• **Problem to work on**
Review the listing and copy each line that holds the word "Whether".

• **Supplied information**
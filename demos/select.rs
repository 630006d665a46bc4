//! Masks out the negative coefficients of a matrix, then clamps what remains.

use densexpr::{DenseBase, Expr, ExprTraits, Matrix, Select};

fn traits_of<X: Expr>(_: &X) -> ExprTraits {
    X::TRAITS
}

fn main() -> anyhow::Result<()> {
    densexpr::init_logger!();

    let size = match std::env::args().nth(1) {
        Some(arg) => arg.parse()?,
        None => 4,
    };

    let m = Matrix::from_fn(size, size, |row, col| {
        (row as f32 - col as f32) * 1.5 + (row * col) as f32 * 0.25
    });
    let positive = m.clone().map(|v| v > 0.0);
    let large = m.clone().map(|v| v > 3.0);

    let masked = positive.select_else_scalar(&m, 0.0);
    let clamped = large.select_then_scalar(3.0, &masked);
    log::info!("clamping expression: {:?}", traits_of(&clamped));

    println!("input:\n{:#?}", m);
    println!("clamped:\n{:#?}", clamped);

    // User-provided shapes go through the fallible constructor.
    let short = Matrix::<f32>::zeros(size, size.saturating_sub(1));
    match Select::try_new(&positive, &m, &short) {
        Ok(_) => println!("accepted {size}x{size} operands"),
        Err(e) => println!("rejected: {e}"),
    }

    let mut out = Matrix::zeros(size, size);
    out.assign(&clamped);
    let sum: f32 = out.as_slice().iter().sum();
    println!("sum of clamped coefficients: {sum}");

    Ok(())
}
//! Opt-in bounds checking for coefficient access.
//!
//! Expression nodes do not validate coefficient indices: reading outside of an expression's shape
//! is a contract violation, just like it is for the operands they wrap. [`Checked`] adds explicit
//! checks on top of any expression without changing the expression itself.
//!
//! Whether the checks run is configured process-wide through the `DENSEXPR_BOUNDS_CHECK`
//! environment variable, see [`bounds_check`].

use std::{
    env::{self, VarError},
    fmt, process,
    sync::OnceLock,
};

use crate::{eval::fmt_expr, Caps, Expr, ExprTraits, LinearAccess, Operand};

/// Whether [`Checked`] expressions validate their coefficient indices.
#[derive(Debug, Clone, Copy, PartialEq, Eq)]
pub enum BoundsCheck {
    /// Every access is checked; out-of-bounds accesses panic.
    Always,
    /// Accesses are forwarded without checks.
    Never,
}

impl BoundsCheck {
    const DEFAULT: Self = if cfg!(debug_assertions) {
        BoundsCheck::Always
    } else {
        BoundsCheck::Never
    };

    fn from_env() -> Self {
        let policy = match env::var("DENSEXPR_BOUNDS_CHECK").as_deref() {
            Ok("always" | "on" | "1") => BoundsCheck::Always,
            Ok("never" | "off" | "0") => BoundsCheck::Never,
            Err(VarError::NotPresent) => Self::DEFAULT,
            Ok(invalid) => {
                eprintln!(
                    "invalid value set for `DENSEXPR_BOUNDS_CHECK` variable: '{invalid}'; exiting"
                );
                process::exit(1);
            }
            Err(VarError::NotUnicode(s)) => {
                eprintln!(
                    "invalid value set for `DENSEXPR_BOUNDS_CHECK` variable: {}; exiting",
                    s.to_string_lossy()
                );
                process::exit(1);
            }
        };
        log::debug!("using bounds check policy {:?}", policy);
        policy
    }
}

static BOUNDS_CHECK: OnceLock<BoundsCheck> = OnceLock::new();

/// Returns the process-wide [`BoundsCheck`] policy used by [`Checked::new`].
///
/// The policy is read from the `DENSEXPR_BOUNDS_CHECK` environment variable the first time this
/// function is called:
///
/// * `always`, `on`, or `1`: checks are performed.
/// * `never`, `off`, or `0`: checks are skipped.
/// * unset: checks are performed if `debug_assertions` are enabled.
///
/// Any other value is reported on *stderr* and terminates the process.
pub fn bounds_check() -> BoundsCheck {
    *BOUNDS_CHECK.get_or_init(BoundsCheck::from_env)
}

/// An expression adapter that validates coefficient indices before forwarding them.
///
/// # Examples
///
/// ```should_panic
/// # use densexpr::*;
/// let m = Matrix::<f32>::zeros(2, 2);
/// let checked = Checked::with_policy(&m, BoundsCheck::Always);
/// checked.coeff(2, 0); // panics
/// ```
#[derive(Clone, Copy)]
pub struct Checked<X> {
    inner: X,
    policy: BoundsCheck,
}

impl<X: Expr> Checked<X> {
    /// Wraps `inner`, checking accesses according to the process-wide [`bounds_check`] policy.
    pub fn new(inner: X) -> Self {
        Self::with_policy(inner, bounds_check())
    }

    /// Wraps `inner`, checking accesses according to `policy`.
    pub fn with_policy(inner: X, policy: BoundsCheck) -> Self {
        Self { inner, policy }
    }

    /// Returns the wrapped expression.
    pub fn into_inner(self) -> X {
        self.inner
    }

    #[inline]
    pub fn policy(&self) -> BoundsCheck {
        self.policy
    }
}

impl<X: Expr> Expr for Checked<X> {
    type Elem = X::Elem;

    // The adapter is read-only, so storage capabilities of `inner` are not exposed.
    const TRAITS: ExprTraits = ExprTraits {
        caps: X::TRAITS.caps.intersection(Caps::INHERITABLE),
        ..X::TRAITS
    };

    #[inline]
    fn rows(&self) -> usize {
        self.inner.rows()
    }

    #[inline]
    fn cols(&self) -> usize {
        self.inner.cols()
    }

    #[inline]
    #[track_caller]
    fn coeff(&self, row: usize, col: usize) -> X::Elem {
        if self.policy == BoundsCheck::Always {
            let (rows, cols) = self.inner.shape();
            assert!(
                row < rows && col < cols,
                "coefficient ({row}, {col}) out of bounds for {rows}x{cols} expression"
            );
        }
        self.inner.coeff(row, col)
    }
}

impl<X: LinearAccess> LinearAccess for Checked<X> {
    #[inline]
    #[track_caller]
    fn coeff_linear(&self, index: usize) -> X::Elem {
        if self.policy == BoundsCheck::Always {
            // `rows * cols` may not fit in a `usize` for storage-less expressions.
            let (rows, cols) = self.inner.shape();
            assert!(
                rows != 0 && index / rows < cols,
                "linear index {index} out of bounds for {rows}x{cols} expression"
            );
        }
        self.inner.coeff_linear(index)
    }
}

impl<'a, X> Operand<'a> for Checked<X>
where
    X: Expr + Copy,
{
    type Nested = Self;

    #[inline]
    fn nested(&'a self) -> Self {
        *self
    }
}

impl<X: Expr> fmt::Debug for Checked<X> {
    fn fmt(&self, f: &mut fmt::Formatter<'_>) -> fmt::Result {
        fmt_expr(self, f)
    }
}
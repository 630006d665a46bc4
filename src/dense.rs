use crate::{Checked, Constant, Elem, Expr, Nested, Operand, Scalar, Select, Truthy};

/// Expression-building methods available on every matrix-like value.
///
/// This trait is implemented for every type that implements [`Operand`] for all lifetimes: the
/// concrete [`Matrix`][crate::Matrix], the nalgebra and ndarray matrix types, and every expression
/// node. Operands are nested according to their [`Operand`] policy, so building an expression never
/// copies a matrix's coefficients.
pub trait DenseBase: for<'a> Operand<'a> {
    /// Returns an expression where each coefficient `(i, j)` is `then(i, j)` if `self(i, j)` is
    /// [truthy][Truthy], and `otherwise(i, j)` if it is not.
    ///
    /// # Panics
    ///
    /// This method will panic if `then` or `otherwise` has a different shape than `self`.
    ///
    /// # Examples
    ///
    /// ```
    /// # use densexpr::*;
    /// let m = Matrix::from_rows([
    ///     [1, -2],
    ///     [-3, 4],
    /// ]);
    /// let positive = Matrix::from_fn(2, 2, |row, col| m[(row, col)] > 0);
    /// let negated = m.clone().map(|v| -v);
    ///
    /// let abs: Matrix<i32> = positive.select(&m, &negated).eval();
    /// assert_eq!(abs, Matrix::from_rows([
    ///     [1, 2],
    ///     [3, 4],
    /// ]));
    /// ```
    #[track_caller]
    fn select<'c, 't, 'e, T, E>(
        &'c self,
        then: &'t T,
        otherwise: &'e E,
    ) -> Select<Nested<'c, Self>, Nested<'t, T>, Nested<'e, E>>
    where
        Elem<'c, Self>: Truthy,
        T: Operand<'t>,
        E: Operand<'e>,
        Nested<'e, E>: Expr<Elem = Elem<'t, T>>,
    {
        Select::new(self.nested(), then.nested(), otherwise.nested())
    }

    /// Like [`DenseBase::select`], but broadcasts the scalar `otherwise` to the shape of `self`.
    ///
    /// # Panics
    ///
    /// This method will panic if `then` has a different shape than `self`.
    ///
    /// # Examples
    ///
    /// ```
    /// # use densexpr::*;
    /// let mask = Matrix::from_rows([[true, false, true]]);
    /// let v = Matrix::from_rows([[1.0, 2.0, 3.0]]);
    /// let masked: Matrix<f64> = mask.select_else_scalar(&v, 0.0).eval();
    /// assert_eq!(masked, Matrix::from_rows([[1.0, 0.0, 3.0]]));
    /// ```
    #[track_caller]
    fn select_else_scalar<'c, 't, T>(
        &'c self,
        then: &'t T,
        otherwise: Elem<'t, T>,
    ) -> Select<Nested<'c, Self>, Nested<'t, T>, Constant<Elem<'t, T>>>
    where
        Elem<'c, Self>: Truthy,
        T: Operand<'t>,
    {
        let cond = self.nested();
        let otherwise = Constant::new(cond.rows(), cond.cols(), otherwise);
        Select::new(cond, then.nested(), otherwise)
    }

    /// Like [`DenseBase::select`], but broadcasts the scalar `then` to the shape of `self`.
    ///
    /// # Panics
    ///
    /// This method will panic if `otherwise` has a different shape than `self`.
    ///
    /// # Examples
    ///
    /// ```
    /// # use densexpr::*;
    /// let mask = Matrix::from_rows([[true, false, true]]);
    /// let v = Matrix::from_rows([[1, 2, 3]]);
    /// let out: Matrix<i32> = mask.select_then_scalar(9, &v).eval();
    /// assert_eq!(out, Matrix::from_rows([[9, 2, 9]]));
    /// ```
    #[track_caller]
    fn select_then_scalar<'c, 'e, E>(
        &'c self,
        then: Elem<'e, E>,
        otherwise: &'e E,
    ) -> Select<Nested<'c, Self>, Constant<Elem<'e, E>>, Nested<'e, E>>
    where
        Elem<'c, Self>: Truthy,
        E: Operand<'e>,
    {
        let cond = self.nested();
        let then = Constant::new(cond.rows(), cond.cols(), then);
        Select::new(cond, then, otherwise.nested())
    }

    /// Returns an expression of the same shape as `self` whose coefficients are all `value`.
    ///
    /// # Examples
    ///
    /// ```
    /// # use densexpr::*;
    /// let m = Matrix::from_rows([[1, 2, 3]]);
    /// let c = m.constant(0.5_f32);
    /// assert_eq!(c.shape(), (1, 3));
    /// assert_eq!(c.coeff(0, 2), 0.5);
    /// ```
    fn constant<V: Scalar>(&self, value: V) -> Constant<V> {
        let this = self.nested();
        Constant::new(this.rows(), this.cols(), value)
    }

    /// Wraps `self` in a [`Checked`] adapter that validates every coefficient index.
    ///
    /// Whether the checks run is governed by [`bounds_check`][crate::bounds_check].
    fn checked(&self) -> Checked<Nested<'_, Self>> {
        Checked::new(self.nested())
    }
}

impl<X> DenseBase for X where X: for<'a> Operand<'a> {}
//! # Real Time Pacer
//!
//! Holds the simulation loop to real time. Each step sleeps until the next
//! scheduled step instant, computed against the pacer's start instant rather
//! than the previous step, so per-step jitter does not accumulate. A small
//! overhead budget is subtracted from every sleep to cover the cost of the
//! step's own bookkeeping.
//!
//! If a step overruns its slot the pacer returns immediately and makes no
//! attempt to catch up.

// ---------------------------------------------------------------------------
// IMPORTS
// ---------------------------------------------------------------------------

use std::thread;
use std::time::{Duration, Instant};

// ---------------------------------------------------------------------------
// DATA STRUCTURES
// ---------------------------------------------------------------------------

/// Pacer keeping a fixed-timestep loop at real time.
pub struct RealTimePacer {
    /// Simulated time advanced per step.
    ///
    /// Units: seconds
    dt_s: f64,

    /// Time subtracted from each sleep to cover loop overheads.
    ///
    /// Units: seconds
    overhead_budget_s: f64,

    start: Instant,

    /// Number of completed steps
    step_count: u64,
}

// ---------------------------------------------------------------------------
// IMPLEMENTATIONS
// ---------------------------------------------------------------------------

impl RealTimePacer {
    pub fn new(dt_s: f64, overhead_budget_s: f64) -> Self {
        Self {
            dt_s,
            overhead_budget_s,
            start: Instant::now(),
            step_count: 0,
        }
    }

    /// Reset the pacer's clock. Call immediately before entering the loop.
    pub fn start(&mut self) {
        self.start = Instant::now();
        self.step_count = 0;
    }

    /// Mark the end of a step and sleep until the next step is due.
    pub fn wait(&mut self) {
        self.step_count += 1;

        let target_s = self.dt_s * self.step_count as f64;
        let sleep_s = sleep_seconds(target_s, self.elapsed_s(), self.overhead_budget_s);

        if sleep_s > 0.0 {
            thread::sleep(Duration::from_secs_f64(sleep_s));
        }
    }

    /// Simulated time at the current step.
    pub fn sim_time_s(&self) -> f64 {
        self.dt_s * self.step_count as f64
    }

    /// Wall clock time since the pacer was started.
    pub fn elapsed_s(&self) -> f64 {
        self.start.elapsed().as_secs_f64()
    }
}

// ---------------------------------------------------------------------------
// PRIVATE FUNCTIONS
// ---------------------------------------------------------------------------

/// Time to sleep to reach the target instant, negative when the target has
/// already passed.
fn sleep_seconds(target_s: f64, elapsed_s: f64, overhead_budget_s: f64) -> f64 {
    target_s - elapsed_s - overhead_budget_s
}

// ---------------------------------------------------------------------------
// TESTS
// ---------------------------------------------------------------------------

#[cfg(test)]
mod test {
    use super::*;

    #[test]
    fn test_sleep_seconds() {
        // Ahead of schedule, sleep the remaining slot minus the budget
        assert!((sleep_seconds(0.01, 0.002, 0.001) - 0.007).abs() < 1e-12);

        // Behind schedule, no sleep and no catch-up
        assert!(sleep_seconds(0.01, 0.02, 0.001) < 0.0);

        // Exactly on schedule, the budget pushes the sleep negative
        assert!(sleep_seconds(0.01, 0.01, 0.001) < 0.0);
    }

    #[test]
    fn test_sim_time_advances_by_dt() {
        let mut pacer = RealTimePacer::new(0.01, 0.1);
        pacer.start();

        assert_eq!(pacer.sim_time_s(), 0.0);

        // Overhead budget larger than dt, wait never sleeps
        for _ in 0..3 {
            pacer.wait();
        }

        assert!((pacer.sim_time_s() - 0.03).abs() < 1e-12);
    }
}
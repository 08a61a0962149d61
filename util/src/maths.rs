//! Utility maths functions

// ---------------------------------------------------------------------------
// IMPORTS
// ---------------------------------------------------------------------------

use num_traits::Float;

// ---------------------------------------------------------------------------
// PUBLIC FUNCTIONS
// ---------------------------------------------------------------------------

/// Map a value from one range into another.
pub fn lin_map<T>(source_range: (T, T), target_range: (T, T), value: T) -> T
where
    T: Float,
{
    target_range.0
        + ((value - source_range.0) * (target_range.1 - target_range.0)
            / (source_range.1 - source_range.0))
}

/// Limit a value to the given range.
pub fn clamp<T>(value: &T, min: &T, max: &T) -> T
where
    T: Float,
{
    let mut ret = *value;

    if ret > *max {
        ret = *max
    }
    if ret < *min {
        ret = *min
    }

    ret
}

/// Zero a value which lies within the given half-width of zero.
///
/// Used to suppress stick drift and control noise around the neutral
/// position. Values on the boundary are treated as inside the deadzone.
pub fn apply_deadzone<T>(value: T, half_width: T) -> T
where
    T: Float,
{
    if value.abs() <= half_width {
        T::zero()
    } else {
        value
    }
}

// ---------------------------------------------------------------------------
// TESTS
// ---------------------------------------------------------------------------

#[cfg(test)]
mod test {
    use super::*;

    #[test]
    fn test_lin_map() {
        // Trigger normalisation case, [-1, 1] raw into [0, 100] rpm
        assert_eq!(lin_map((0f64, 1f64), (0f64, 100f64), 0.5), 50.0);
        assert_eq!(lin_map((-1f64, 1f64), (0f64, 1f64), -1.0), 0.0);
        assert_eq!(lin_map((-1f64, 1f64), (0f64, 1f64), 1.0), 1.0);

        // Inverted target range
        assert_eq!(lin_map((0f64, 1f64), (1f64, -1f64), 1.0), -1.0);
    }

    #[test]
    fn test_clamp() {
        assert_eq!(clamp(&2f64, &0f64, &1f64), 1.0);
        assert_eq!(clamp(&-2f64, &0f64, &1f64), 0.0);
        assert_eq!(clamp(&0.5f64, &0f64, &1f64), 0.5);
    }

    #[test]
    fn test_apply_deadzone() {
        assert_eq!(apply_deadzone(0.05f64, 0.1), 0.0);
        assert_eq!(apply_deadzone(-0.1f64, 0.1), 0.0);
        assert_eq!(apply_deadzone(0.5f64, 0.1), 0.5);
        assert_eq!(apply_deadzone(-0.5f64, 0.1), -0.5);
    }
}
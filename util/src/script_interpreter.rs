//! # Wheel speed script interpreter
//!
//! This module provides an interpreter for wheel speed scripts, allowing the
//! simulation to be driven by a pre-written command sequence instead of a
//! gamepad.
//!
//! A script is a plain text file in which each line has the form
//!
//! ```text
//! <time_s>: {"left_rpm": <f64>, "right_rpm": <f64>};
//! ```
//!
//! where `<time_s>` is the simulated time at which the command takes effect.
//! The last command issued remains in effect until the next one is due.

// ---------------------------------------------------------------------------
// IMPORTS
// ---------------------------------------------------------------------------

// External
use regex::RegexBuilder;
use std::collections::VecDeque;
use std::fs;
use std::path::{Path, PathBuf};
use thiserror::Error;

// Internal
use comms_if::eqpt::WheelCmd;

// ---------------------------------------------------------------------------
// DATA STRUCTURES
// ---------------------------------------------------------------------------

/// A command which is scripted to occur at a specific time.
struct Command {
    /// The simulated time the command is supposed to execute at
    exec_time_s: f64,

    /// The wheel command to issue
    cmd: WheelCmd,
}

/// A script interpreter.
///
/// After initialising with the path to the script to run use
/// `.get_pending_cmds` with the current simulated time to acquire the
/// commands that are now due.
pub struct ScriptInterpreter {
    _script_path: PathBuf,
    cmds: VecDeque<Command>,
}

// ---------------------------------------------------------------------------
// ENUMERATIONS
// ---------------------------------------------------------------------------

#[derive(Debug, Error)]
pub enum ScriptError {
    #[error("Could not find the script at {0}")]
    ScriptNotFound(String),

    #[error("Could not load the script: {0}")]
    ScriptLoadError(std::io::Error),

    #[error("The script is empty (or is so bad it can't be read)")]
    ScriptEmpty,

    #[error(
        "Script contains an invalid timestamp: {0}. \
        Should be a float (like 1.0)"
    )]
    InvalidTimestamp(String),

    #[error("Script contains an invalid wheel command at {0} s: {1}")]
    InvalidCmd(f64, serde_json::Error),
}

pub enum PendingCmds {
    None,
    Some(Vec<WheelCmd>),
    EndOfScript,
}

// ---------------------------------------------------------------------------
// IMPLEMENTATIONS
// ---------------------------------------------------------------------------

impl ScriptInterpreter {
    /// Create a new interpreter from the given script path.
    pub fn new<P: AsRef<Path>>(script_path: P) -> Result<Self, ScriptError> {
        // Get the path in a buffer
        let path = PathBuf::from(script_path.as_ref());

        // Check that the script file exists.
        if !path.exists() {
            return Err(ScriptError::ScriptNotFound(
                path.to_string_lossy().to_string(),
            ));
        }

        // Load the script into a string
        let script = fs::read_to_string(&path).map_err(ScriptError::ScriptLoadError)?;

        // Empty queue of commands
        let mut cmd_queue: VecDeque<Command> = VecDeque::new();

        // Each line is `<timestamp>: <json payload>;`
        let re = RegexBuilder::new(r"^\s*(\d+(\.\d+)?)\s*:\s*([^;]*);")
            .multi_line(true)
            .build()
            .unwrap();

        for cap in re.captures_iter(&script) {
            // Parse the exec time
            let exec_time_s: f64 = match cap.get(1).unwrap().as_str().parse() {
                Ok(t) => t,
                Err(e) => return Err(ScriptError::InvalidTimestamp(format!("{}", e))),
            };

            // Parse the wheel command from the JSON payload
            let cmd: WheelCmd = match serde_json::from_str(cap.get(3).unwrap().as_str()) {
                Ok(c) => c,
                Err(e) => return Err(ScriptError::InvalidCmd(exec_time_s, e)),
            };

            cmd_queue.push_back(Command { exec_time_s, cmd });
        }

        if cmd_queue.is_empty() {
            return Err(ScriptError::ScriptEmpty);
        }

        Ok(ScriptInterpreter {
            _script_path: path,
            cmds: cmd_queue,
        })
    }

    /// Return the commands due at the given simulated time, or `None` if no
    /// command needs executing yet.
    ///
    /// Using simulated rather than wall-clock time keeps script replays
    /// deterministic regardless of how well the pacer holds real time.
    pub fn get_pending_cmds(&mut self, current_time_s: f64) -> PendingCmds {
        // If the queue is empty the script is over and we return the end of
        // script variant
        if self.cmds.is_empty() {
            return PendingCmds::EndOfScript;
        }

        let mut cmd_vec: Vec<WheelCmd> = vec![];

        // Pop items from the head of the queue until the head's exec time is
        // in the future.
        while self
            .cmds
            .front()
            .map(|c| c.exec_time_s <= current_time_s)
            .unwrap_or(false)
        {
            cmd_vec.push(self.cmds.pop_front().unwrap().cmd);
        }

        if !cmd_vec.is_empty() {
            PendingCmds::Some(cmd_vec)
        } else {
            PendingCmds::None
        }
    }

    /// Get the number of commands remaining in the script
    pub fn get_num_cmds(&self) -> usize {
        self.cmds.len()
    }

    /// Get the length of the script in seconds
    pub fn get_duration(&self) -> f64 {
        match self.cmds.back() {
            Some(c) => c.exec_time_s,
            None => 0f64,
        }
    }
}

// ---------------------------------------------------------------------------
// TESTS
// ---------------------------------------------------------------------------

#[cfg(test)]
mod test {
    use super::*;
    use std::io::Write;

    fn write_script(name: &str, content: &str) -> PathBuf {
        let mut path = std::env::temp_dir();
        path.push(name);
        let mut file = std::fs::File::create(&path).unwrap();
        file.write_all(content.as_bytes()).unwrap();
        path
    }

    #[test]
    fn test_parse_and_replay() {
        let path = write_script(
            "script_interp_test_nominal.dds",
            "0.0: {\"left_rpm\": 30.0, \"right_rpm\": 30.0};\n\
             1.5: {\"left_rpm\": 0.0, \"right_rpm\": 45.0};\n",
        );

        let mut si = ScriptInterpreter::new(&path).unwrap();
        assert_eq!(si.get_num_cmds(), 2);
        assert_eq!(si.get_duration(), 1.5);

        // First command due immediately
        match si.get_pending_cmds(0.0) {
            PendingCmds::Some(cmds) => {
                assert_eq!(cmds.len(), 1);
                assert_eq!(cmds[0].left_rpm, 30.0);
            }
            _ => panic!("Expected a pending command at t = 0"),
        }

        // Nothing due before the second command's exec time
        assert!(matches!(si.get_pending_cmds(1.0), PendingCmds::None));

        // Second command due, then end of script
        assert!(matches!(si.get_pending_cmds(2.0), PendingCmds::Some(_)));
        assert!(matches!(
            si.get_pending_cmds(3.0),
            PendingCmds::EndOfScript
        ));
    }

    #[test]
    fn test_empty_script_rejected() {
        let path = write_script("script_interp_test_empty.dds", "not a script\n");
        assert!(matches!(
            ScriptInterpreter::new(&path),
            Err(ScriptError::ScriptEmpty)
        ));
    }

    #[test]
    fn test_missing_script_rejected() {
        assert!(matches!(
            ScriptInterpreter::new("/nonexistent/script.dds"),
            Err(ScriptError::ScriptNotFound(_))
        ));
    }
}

• **Solution to the problem**
//! Whether the checks run is configured process-wide through the `DENSEXPR_BOUNDS_CHECK`
/// Whether [`Checked`] expressions validate their coefficient indices.
    /// Whether the checks run is governed by [`bounds_check`][crate::bounds_check].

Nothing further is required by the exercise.